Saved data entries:
• • • • • • •

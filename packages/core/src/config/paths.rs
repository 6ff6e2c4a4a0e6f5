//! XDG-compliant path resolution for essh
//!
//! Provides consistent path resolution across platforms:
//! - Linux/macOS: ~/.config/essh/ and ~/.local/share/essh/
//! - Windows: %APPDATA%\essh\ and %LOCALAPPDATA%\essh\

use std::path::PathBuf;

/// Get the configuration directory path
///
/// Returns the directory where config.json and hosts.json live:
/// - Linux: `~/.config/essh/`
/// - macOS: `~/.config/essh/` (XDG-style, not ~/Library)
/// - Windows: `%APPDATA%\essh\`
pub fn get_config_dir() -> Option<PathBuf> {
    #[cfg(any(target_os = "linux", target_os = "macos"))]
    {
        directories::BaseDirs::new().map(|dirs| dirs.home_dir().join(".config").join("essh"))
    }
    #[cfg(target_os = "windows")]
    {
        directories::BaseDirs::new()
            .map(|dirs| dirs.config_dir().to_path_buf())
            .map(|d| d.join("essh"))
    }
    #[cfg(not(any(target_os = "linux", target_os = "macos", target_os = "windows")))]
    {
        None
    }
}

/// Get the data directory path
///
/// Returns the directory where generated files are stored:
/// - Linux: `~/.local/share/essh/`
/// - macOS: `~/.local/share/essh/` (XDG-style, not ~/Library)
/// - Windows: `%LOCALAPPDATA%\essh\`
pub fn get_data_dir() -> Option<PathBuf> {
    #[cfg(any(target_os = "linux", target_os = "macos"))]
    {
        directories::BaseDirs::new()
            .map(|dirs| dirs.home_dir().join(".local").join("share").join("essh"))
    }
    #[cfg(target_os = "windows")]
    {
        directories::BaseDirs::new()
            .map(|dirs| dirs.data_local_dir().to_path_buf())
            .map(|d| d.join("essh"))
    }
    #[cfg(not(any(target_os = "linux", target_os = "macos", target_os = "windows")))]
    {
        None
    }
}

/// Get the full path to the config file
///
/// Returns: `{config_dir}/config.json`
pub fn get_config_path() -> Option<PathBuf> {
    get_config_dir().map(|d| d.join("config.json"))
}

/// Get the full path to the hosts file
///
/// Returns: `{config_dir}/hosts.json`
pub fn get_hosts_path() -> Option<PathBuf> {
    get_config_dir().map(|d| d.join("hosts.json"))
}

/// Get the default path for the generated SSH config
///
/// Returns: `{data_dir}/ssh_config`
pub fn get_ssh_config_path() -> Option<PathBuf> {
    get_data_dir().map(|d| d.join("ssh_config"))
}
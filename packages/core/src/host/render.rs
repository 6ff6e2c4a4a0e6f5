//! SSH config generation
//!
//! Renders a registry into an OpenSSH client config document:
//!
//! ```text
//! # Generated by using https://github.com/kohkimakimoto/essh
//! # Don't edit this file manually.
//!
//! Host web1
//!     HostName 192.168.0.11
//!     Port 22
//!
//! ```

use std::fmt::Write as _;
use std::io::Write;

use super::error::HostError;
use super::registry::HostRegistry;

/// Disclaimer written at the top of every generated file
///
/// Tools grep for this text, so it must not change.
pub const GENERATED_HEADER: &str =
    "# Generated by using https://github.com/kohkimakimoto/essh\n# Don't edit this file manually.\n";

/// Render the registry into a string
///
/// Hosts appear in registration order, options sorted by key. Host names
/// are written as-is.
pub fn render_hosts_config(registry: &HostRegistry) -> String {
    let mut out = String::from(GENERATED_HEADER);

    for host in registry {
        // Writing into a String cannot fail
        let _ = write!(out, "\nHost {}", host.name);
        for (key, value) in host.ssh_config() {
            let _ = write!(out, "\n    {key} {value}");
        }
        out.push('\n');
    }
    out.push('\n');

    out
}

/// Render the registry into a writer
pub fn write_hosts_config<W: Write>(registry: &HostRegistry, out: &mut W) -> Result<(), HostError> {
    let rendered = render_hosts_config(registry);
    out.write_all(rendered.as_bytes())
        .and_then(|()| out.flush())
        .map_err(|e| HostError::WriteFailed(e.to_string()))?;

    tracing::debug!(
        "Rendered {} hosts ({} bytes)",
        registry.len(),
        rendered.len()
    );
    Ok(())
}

• • • • • • •

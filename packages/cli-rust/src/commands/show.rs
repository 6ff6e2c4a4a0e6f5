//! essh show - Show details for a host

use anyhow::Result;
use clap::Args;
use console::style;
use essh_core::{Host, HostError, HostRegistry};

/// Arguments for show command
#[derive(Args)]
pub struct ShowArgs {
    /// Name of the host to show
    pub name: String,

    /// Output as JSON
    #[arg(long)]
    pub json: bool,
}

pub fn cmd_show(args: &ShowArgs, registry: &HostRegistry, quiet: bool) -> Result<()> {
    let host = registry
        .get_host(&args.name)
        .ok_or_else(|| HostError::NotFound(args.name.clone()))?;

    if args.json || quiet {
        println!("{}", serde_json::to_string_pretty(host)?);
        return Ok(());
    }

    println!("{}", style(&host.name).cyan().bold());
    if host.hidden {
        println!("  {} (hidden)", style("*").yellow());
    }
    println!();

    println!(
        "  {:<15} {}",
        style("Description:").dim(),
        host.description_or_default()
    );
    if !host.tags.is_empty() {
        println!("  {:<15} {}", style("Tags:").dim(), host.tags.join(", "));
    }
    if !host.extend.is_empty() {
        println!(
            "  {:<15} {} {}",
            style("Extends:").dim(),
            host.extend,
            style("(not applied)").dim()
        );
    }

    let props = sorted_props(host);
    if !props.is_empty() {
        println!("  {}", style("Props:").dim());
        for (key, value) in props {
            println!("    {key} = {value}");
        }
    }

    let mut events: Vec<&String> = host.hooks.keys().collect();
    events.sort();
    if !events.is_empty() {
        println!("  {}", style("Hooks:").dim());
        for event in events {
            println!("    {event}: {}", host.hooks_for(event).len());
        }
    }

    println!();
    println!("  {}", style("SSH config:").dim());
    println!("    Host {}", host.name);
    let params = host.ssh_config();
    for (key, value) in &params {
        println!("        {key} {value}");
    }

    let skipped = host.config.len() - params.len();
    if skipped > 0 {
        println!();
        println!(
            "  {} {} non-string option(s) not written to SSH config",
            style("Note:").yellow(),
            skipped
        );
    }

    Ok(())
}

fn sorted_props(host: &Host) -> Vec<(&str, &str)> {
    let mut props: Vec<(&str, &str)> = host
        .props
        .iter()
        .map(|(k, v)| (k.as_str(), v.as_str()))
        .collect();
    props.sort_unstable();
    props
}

• • • • • • •

(Problem statement):
Check each line of the data above for the word "params". Report how many lines have it, and nothing else.

(Result of this exercise):
3